Beach House 3 was supported by four official singles: "Love U Better", "So Am I", "Ex" and "Pineapple". The album received generally positive reviews from critics and debuted at number 11 on the US Billboard 200, earning 29,000 album-equivalent units in its first week. The album was certified gold by the Recording Industry Association of America (RIAA) in October 2020.

Background
On June 19, 2016, Ty Dolla Sign confirmed that he was working on Beach House 3 via Instagram. The album's pre-order was announced on September 20, 2017, along with the cover art. The tracklist was revealed on October 23, 2017.

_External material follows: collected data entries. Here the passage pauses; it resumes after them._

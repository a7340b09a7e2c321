//! Year, month and day arithmetic.
//!
//! Every operation returns a new [`CalendarDate`]. Month and day operations
//! use the magnitude of their argument only; the direction comes from the
//! method name. Fields that are not numbers stay that way.

use crate::calendar::month_length;
use crate::consts::{DECEMBER, JANUARY, MIN_DAY, MONTHS_PER_YEAR};
use crate::CalendarDate;

impl CalendarDate {
    /// Shifts the year by `years`. Month and day are kept, so Feb 29 can land
    /// on a common year and become invalid.
    pub fn add_years(self, years: i32) -> Self {
        Self::from_parts(self.year.and_then(|y| y.checked_add(years)), self.month, self.day)
    }

    /// Shifts the year back by `years`. See [`add_years`](Self::add_years).
    pub fn subtract_years(self, years: i32) -> Self {
        Self::from_parts(self.year.and_then(|y| y.checked_sub(years)), self.month, self.day)
    }

    /// Moves forward `|months|` months, carrying into the year, then clamps the
    /// day to the length of the target month.
    ///
    /// ```
    /// use calendar_date::CalendarDate;
    ///
    /// assert_eq!(CalendarDate::new(2015, 1, 31).add_months(1), CalendarDate::new(2015, 2, 28));
    /// ```
    pub fn add_months(self, months: i32) -> Self {
        let Some(start) = self.month else {
            return self;
        };

        let per_year = i64::from(MONTHS_PER_YEAR);
        let mut month = i64::from(start) + i64::from(months.unsigned_abs());
        let mut year = self.year;

        if month > i64::from(DECEMBER) {
            let carry = (month - 1) / per_year;
            month -= carry * per_year;
            year = year.and_then(|y| y.checked_add(i32::try_from(carry).ok()?));
        }

        self.clamp_into(year, month)
    }

    /// Moves back `|months|` months, borrowing from the year, then clamps the
    /// day to the length of the target month.
    pub fn subtract_months(self, months: i32) -> Self {
        let Some(start) = self.month else {
            return self;
        };

        let per_year = i64::from(MONTHS_PER_YEAR);
        let mut month = i64::from(start) - i64::from(months.unsigned_abs());
        let mut year = self.year;

        if month < i64::from(JANUARY) {
            let borrow = (per_year - month) / per_year;
            month += borrow * per_year;
            year = year.and_then(|y| y.checked_sub(i32::try_from(borrow).ok()?));
        }

        self.clamp_into(year, month)
    }

    fn clamp_into(self, year: Option<i32>, month: i64) -> Self {
        let month = i32::try_from(month).ok();
        let day = match (self.day, month.and_then(|m| month_length(year, m))) {
            (Some(day), Some(length)) => Some(day.min(i32::from(length))),
            (day, _) => day,
        };

        Self::from_parts(year, month, day)
    }

    /// Moves forward `|days|` days, one month at a time.
    ///
    /// The walk is linear in the number of months crossed.
    pub fn add_days(self, days: i32) -> Self {
        let (Some(start), Some(mut month)) = (self.day, self.month) else {
            return self;
        };

        let mut year = self.year;
        let mut day = i64::from(start) + i64::from(days.unsigned_abs());

        while let Some(length) = month_length(year, month) {
            let length = i64::from(length);
            if day <= length {
                break;
            }

            day -= length;
            month += 1;

            if month > DECEMBER {
                month = JANUARY;
                year = year.and_then(|y| y.checked_add(1));
            }
        }

        Self::from_parts(year, Some(month), i32::try_from(day).ok())
    }

    /// Moves back `|days|` days, borrowing the length of each previous month.
    pub fn subtract_days(self, days: i32) -> Self {
        let (Some(start), Some(mut month)) = (self.day, self.month) else {
            return self;
        };

        let mut year = self.year;
        let mut day = i64::from(start) - i64::from(days.unsigned_abs());

        while day < i64::from(MIN_DAY) {
            if month <= JANUARY {
                month = DECEMBER + 1;
                year = year.and_then(|y| y.checked_sub(1));
            }

            let Some(length) = month_length(year, month - 1) else {
                break;
            };

            day += i64::from(length);
            month -= 1;
        }

        Self::from_parts(year, Some(month), i32::try_from(day).ok())
    }
}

On May 8, 2018, Ty Dolla Sign announced on Twitter that the deluxe edition of Beach House 3 will be released shortly, along with six new tracks.

Promotion
The album's lead single, "Love U Better" featuring Lil Wayne and The-Dream, was released July 10, 2017. The album's second single, "So Am I" featuring Damian Marley and Skrillex, was released on September 1, 2017. "Message in a Bottle" and "Dawsin's Breek" featuring Jeremih, were released as the album's first two promotional singles on September 20, simultaneously. "Ex" featuring YG, was released on October 6, 2017, as the album's third promotional single. It was later sent to rhythmic radio as the album's third single (second and final single sent to radio). The album's fourth promotional single, "Don't Judge Me", was premiered by Ebro on Beats 1 and released on October 18, 2017.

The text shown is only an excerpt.